The first images from the Vera C. Rubin Observatory are stunningly beautiful
The Rubin Observatory: Discovering the night sky with a new telescope and its first images of the Virgo cluster and galaxies
“It’s a very special telescope,” says Scott Sheppard, an astronomer with Carnegie Science. “It’s going to find everything that goes bump in the night, to some degree.”
He says that it’s going to be revolutionary. Astronomers will change from observing little areas of the sky to mining data. It’s going to be like a firehose of data coming in. We’re going to have to sift through all of the stuff to find everything.
The observatory has an 3,200 mp camera, the largest in the world, that has unveiled its first images. The images were created from shots taken during a trial that started in April, when construction of the telescope was completed.
A picture is worth 1000 words as the saying goes. A snapshot does not tell the whole story. “The most important things astronomy has given us so far are snapshots”, says Yusra Al Sayyad, who oversees image processing for the Vera C. Rubin Observatory.
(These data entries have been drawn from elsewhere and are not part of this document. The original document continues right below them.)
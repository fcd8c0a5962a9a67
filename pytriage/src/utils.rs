//! Utilities shared across the pipeline: offset/line mapping, inline
//! suppression handling, and parse-error cleanup.

use ruff_text_size::TextSize;
use rustc_hash::{FxHashMap, FxHashSet};

/// A utility struct to convert byte offsets to line numbers.
///
/// The AST parser works with byte offsets, but findings are reported with
/// 1-based line numbers.
#[derive(Debug, Clone)]
pub struct LineIndex {
    /// Stores the byte index of the start of each line.
    line_starts: Vec<usize>,
}

impl LineIndex {
    /// Creates a new `LineIndex` by scanning the source code for newlines.
    /// Uses byte iteration since '\n' is always a single byte in UTF-8.
    #[must_use]
    pub fn new(source: &str) -> Self {
        let mut line_starts = vec![0];
        for (i, byte) in source.as_bytes().iter().enumerate() {
            if *byte == b'\n' {
                line_starts.push(i + 1);
            }
        }
        Self { line_starts }
    }

    /// Converts a `TextSize` (byte offset) to a 1-indexed line number.
    #[must_use]
    pub fn line_index(&self, offset: TextSize) -> usize {
        let offset = offset.to_usize();
        match self.line_starts.binary_search(&offset) {
            Ok(line) => line + 1,
            Err(line) => line,
        }
    }

    /// Converts a raw byte offset to a 1-indexed line number.
    #[must_use]
    pub fn line_of_byte(&self, offset: usize) -> usize {
        match self.line_starts.binary_search(&offset) {
            Ok(line) => line + 1,
            Err(line) => line,
        }
    }
}

/// Suppression specification for one line.
#[derive(Debug, Clone, PartialEq)]
pub enum Suppression {
    /// Suppress all findings on the line.
    All,
    /// Suppress findings for specific rule IDs.
    Specific(FxHashSet<String>),
}

/// Parses the suppression specification of a single line, if any.
///
/// Supports `# noqa` (bare, suppress all) and `# noqa: PYT-S001, PYT-T001`
/// (specific codes).
#[must_use]
pub fn get_line_suppression(line: &str) -> Option<Suppression> {
    let re = crate::constants::SUPPRESSION_RE();
    let caps = re.captures(line)?;

    if let Some(codes_match) = caps.get(1) {
        let mut specific = FxHashSet::default();
        for code in codes_match.as_str().split(',').map(str::trim) {
            if code.is_empty() {
                continue;
            }
            specific.insert(code.to_uppercase());
        }
        if specific.is_empty() {
            return Some(Suppression::All);
        }
        return Some(Suppression::Specific(specific));
    }

    // Bare `# noqa` with no codes.
    Some(Suppression::All)
}

/// Detects lines with suppression comments in a source file.
///
/// Returns a map of line numbers (1-indexed) to suppression specs.
#[must_use]
pub fn get_ignored_lines(source: &str) -> FxHashMap<usize, Suppression> {
    source
        .lines()
        .enumerate()
        .filter_map(|(i, line)| get_line_suppression(line).map(|suppression| (i + 1, suppression)))
        .collect()
}

/// Checks if a specific line and rule are suppressed.
#[must_use]
#[allow(clippy::implicit_hasher)]
pub fn is_line_suppressed(
    ignored_lines: &FxHashMap<usize, Suppression>,
    line: usize,
    rule_id: &str,
) -> bool {
    match ignored_lines.get(&line) {
        Some(Suppression::All) => true,
        Some(Suppression::Specific(rules)) => rules.contains(rule_id),
        None => false,
    }
}

/// Rewrites `byte range X..Y` spans in a ruff parse error into `line N`.
///
/// Ruff parser errors report byte offsets which are not user-friendly.
#[must_use]
pub fn convert_byte_range_to_line(error_msg: &str, source: &str) -> String {
    let re = crate::constants::BYTE_RANGE_RE();
    re.replace_all(error_msg, |caps: &regex::Captures| {
        if let Ok(start_byte) = caps[1].parse::<usize>() {
            let line = source[..start_byte.min(source.len())].matches('\n').count() + 1;
            format!("at line {line}")
        } else {
            caps[0].to_string()
        }
    })
    .to_string()
}

/// Extracts the 1-based line of the first `byte range X..Y` span in a ruff
/// parse error, or `None` when the error carries no offset.
#[must_use]
pub fn parse_error_line(error_msg: &str, source: &str) -> Option<usize> {
    let re = crate::constants::BYTE_RANGE_RE();
    let caps = re.captures(error_msg)?;
    let start_byte: usize = caps[1].parse().ok()?;
    Some(source[..start_byte.min(source.len())].matches('\n').count() + 1)
}

#[cfg(test)]
mod tests {
    use super::*;

    #[test]
    fn bare_noqa_suppresses_all() {
        assert_eq!(get_line_suppression("x = 1  # noqa"), Some(Suppression::All));
        assert_eq!(get_line_suppression("x = 1"), None);
    }

    #[test]
    fn noqa_with_codes_is_specific() {
        let Some(Suppression::Specific(rules)) =
            get_line_suppression("eval(x)  # noqa: PYT-S001")
        else {
            panic!("expected specific suppression");
        };
        assert!(rules.contains("PYT-S001"));
    }

    #[test]
    fn line_index_maps_offsets() {
        let idx = LineIndex::new("a\nbb\nccc\n");
        assert_eq!(idx.line_of_byte(0), 1);
        assert_eq!(idx.line_of_byte(2), 2);
        assert_eq!(idx.line_of_byte(5), 3);
    }

    #[test]
    fn byte_range_rewrite() {
        let source = "x = 1\ny = (\n";
        let msg = "Expected ')' at byte range 10..11";
        assert_eq!(convert_byte_range_to_line(msg, source), "Expected ')' at line 2");
        assert_eq!(parse_error_line(msg, source), Some(2));
        assert_eq!(parse_error_line("no offsets here", source), None);
    }
}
“These images are fantastic. They’re incredibly high resolution. But they’re just a tiny, tiny fraction of what’s been captured,” says Kevin Reil, a staff scientist with SLAC National Accelerator Lab who is working at the observatory in Chile. He noted that the small portion of the observatory’s total view of the Virgo cluster is shown in the newly released image. “We just happened to zoom in on this little piece.”
Built with funding from the National Science Foundation and the Department of Energy, the facility will collect a mind-boggling amount of data on the entire southern night sky during a decade-long survey slated to start later this year.
“Since we take images of the night sky so quickly and so often, we’ll detect millions of changing objects literally every night,” says Aaron Roodman of Stanford’s SLAC National Accelerator Laboratory, who is part of the observatory’s leadership team.
He calls the Rubin Observatory a “discovery machine” that will enable astronomers to “explore galaxies, stars in the Milky Way, objects in the solar system, and all in a truly new way.”
Already, in just over 10 hours of test observations, the observatory has discovered 2,104 never-before-seen-asteroids, including seven near-Earth asteroids, none of which pose any danger.
Named after an astronomer famous for her research related to dark matter, the Vera C. Rubin Observatory is perched on a mountaintop in Chile. It has a car-sized digital camera that’s the biggest such camera in the world and a large telescope.
The telescope is controlled by a system that moves and points the camera at the sky in order to take pictures every few days. It would take 400 ultra high-definition television screens to display each image.
This should let astronomers catch transient phenomena that they otherwise wouldn’t know to look for, such as exploding stars, asteroids, interstellar objects whizzing in from other solar systems, and maybe even the movement of a giant planet that some believe is lurking out in our own solar system, beyond Pluto.
Wow. You would like to see what the Universe looks like? This is the way to observe it!” says astronomer Robert Williams, former head of the Space Telescope Science Institute in Baltimore, Maryland.
One of the images shows a region of the Milky Way which is rich in ionized hydrogen, and contains young stars that are forming. The picture was created from 678 separate exposures taken by the observatory in just over seven hours. The rich colour of the final product was achieved by using just one of the four filters.